The junctional adhesion molecules, or JAMs, are glycosylated single-pass transmembrane proteins, with the C-terminus located intracellularly, and an extracellular N-terminus with two immunoglobulin (Ig)-like domains [42]. The JAMs are subdivided into two groups based on sequence homology [59, 60]. The first subgroup, composed of JAM-A, JAM-B, and JAM-C, directly interacts with ZO-1 and PAR3, a protein required for cell polarity, through a C-terminal class II PDZ-binding domain motif [61–63]. The second subgroup, which is composed of coxsackie and adenovirus receptor (CAR), JAM-4, and endothelial-cell-selective adhesion molecule (ESAM) contains a class I PDZ-binding

domain motif [42]. CAR and JAM-4 bind with the Ligand-of-Numb protein X1 by this PDZ-binding domain [64, 65], while JAM-4 and ESAM interact with the MAGUK protein [66, 67]. JAMs are also able to form homodimers and heterodimers through the extracellular domains. Specifically, JAM-A, JAM-B, and JAM-C interact with the integrins aLb2, a4b1, and aMb2, respectively [59, 60, 68].

JAM-A is necessary for junction resealing in both epithelial and endothelial cells. Specifically, studies demonstrate that monoclonal antibodies against JAM-A significantly inhibit junction recovery in a calcium switch assay as measured by transepithelial electrical resistance (TER) [69–71]. JAM-A also is involved in proper polarity maintenance [72] likely through its direct and specific interaction with PAR-3 [61, 62, 73]. Finally, ESAM is exclusively localized to endothelial cells [74], and its loss augments VEGF-induced permeability [75].

Occludin and Tricellulin

Occludin was the first transmembrane TJ protein discovered and is a 522-amino-acid protein of 55.9 kDa, and like the claudins, has four transmembrane domains [76]. However, the sequence and structure of occludin is sufficiently distinct from claudins, suggesting a unique role of this protein in tight junctions.
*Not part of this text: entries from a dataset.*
//! Configuration schema for repolens.
//!
//! Configuration is optional. Every field has a default, so an empty file (or
//! no file at all) yields a usable setup.

use directories::ProjectDirs;
use serde::{Deserialize, Serialize};
use std::collections::HashMap;
use std::fs;
use std::path::{Path, PathBuf};

use crate::backend::BackendKind;
use crate::store::OutputFormat;

/// Configuration file names looked up in the analyzed project root.
pub const DEFAULT_CONFIG_NAMES: &[&str] = &["repolens.yaml", ".repolens.yaml"];

/// Top-level configuration.
#[derive(Debug, Clone, Deserialize, Serialize)]
pub struct Config {
    /// Where artifacts are written, relative to the working directory
    #[serde(default = "default_output_dir")]
    pub output_dir: PathBuf,
    #[serde(default)]
    pub format: OutputFormat,
    /// Glob patterns for paths to leave out of the analysis
    #[serde(default)]
    pub ignore: Vec<String>,
    /// Exit non-zero when the overall score falls below this
    #[serde(default)]
    pub min_score: Option<i32>,
    #[serde(default)]
    pub backend: BackendConfig,
    /// Category weight overrides, merged over the built-in table
    #[serde(default)]
    pub weights: HashMap<String, f64>,
    #[serde(default)]
    pub store: StoreConfig,
}

impl Default for Config {
    fn default() -> Self {
        Self {
            output_dir: default_output_dir(),
            format: OutputFormat::default(),
            ignore: Vec::new(),
            min_score: None,
            backend: BackendConfig::default(),
            weights: HashMap::new(),
            store: StoreConfig::default(),
        }
    }
}

fn default_output_dir() -> PathBuf {
    PathBuf::from("repolens-output")
}

impl Config {
    /// Parse a configuration from a YAML file.
    pub fn parse_file<P: AsRef<Path>>(path: P) -> anyhow::Result<Self> {
        let content = fs::read_to_string(path.as_ref())?;
        Self::parse_str(&content)
    }

    /// Parse a configuration from YAML text. Blank text yields the defaults.
    pub fn parse_str(content: &str) -> anyhow::Result<Self> {
        if content.trim().is_empty() {
            return Ok(Self::default());
        }
        let config: Config = serde_yaml::from_str(content)?;
        Ok(config)
    }

    /// Load the configuration for a project.
    ///
    /// An explicit path must exist. Otherwise the project root is searched,
    /// then the user-level config directory; if nothing is found the
    /// defaults are returned.
    pub fn load(project_root: &Path, explicit: Option<&Path>) -> anyhow::Result<(Self, Option<PathBuf>)> {
        if let Some(path) = explicit {
            let config = Self::parse_file(path)
                .map_err(|e| anyhow::anyhow!("failed to parse config {}: {}", path.display(), e))?;
            return Ok((config, Some(path.to_path_buf())));
        }

        let user_config = ProjectDirs::from("", "", "repolens")
            .map(|dirs| dirs.config_dir().join("config.yaml"));

        let candidates = DEFAULT_CONFIG_NAMES
            .iter()
            .map(|name| project_root.join(name))
            .chain(user_config);

        for path in candidates {
            if path.is_file() {
                let config = Self::parse_file(&path).map_err(|e| {
                    anyhow::anyhow!("failed to parse config {}: {}", path.display(), e)
                })?;
                return Ok((config, Some(path)));
            }
        }

        Ok((Self::default(), None))
    }
}

/// Settings for the generation backend adapter.
#[derive(Debug, Clone, Deserialize, Serialize)]
pub struct BackendConfig {
    /// Backends to probe, in priority order
    #[serde(default = "default_backends")]
    pub backends: Vec<BackendKind>,
    /// Model identifier passed to the backend (backend default when unset)
    #[serde(default)]
    pub model: Option<String>,
    /// Attempts per request before giving up (default: 3)
    #[serde(default = "default_max_attempts")]
    pub max_attempts: u32,
    /// Base delay for exponential backoff in milliseconds (default: 2000)
    #[serde(default = "default_base_delay_ms")]
    pub base_delay_ms: u64,
    /// Hard wall-clock limit per backend call in seconds (default: 180)
    #[serde(default = "default_timeout_secs")]
    pub timeout_secs: u64,
    /// Prompts longer than this are truncated (default: 12000 chars)
    #[serde(default = "default_max_prompt_chars")]
    pub max_prompt_chars: usize,
    /// Pause between sequential batch calls in milliseconds (default: 1000)
    #[serde(default = "default_inter_call_delay_ms")]
    pub inter_call_delay_ms: u64,
}

impl Default for BackendConfig {
    fn default() -> Self {
        Self {
            backends: default_backends(),
            model: None,
            max_attempts: default_max_attempts(),
            base_delay_ms: default_base_delay_ms(),
            timeout_secs: default_timeout_secs(),
            max_prompt_chars: default_max_prompt_chars(),
            inter_call_delay_ms: default_inter_call_delay_ms(),
        }
    }
}

fn default_backends() -> Vec<BackendKind> {
    vec![BackendKind::Claude, BackendKind::Gemini, BackendKind::Codex]
}

fn default_max_attempts() -> u32 {
    3
}

fn default_base_delay_ms() -> u64 {
    2000
}

fn default_timeout_secs() -> u64 {
    180
}

fn default_max_prompt_chars() -> usize {
    12_000
}

fn default_inter_call_delay_ms() -> u64 {
    1000
}

/// Artifact store policy data.
#[derive(Debug, Clone, Deserialize, Serialize)]
pub struct StoreConfig {
    /// Extensions treated as raw (non-prose) payloads
    #[serde(default = "default_raw_extensions")]
    pub raw_extensions: Vec<String>,
    /// Exact file names treated as raw payloads
    #[serde(default = "default_raw_file_names")]
    pub raw_file_names: Vec<String>,
    /// Files kept across a forced wipe of the output directory
    #[serde(default = "default_preserved_files")]
    pub preserved_files: Vec<String>,
}

impl Default for StoreConfig {
    fn default() -> Self {
        Self {
            raw_extensions: default_raw_extensions(),
            raw_file_names: default_raw_file_names(),
            preserved_files: default_preserved_files(),
        }
    }
}

fn default_raw_extensions() -> Vec<String> {
    [
        "yml", "yaml", "sh", "bash", "env", "toml", "ini", "cfg", "conf", "json", "dockerfile",
        "mmd", "http",
    ]
    .iter()
    .map(|s| s.to_string())
    .collect()
}

fn default_raw_file_names() -> Vec<String> {
    ["Dockerfile", "Containerfile", ".env.example", "Makefile"]
        .iter()
        .map(|s| s.to_string())
        .collect()
}

fn default_preserved_files() -> Vec<String> {
    vec![crate::history::HISTORY_FILE.to_string()]
}

/// Validate a configuration for correctness.
pub fn validate(config: &Config) -> anyhow::Result<()> {
    if config.backend.max_attempts == 0 {
        anyhow::bail!("backend.max_attempts must be at least 1");
    }

    if config.backend.timeout_secs == 0 {
        anyhow::bail!("backend.timeout_secs must be at least 1");
    }

    if config.backend.max_prompt_chars < 256 {
        anyhow::bail!(
            "backend.max_prompt_chars must be at least 256, got {}",
            config.backend.max_prompt_chars
        );
    }

    for (name, weight) in &config.weights {
        if !weight.is_finite() || *weight <= 0.0 {
            anyhow::bail!("weight for category {:?} must be positive, got {}", name, weight);
        }
    }

    if let Some(min) = config.min_score {
        if !(0..=100).contains(&min) {
            anyhow::bail!("min_score must be between 0 and 100, got {}", min);
        }
    }

    for pattern in &config.ignore {
        globset::Glob::new(pattern)
            .map_err(|e| anyhow::anyhow!("invalid ignore pattern {:?}: {}", pattern, e))?;
    }

    Ok(())
}

#[cfg(test)]
mod tests {
    use super::*;

    #[test]
    fn test_parse_config() {
        let yaml = r#"
output_dir: "reports"
format: html
ignore:
  - "**/fixtures/**"
backend:
  backends: [gemini]
  model: "gemini-2.5-pro"
  max_attempts: 5
weights:
  security: 3.0
"#;
        let config = Config::parse_str(yaml).unwrap();
        assert_eq!(config.output_dir, PathBuf::from("reports"));
        assert_eq!(config.format, OutputFormat::Html);
        assert_eq!(config.ignore.len(), 1);
        assert_eq!(config.backend.backends, vec![BackendKind::Gemini]);
        assert_eq!(config.backend.model.as_deref(), Some("gemini-2.5-pro"));
        assert_eq!(config.backend.max_attempts, 5);
        // unspecified fields keep their defaults
        assert_eq!(config.backend.base_delay_ms, 2000);
        assert_eq!(config.weights.get("security"), Some(&3.0));
        assert!(validate(&config).is_ok());
    }

    #[test]
    fn test_empty_config_defaults() {
        let config = Config::parse_str("").unwrap();
        assert_eq!(config.output_dir, PathBuf::from("repolens-output"));
        assert_eq!(config.format, OutputFormat::Markdown);
        assert_eq!(config.backend.max_attempts, 3);
        assert!(config
            .store
            .preserved_files
            .contains(&crate::history::HISTORY_FILE.to_string()));
    }

    #[test]
    fn test_unknown_backend_rejected() {
        let yaml = "backend:\n  backends: [notepad]\n";
        assert!(Config::parse_str(yaml).is_err());
    }

    #[test]
    fn test_validate_rejects_bad_values() {
        let mut config = Config::default();
        config.backend.max_attempts = 0;
        assert!(validate(&config).is_err());

        let mut config = Config::default();
        config.weights.insert("security".to_string(), -1.0);
        assert!(validate(&config).is_err());

        let mut config = Config::default();
        config.ignore.push("[".to_string());
        assert!(validate(&config).is_err());

        let mut config = Config::default();
        config.min_score = Some(120);
        assert!(validate(&config).is_err());
    }

    #[test]
    fn test_load_discovers_project_config() {
        let temp = tempfile::TempDir::new().unwrap();
        fs::write(temp.path().join("repolens.yaml"), "format: json\n").unwrap();

        let (config, path) = Config::load(temp.path(), None).unwrap();
        assert_eq!(config.format, OutputFormat::Json);
        assert_eq!(path, Some(temp.path().join("repolens.yaml")));
    }

    #[test]
    fn test_load_explicit_missing_fails() {
        let temp = tempfile::TempDir::new().unwrap();
        let missing = temp.path().join("nope.yaml");
        assert!(Config::load(temp.path(), Some(&missing)).is_err());
    }
}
A second gene product, tricellulin or MARVEL D2, has recently been identified as a 555-amino acid protein localized specifically at regions where three cells make contact [76]. Tricellulin and occludin share homology in the MARVEL domain across the tetra-transmembrane regions. MAL and related proteins for vesicle trafficking and membrane link or MARVEL domains are present in vesicle transport proteins such as MAL, which are essential for apical trafficking of membrane and secretory proteins in epithelia and also in the neural vesicle proteins synaptophysin and synaptogyrin [77]. In epithelial cells, occludin is enriched at bicellular junctions, while tricellulin is enriched at tricellular junctions; however, upon knockdown of occludin, tricellulin can be observed at bicellular junctions, which suggests occludin normally restricts tricellulin localization [78]. Little is known about tricellulin in endothelial cells, so this chapter’s primary focus will be on occludin.

Occludin content at the TJ correlates with barrier properties such that occludin is higher in cells with a tighter barrier, such as arterial endothelial cells and brain and retinal endothelium, and lower in cells known to have a more permeable barrier, such as venous endothelial cells and endothelial cells of nonneuronal tissues [79, 80] (Fig. 2). However, occludin does not provide a structural barrier for the tight junctions as do the claudins. Occludin knockout mice are viable and appear to form TJs but exhibit a number of abnormalities, including postnatal growth retardation, abnormalities in the testis leading to male infertility, and inability of females to suckle their young. Additionally, salivary gland abnormalities, thinning of compact bone, brain calcium deposits, chronic gastritis, and hyperplasia of the gastric epithelium are all a consequence of occludin gene deletion in mice [81, 82]. While a large number of additional studies including siRNA and overexpression studies suggest occludin contributes to barrier properties in a host of cell types (reviewed in ref. 2), the role of occludin in the barrier has remained difficult to understand. Recent studies suggest that occludin might not provide a direct structural component to the tight junction complex but rather act as a regulator of barrier properties.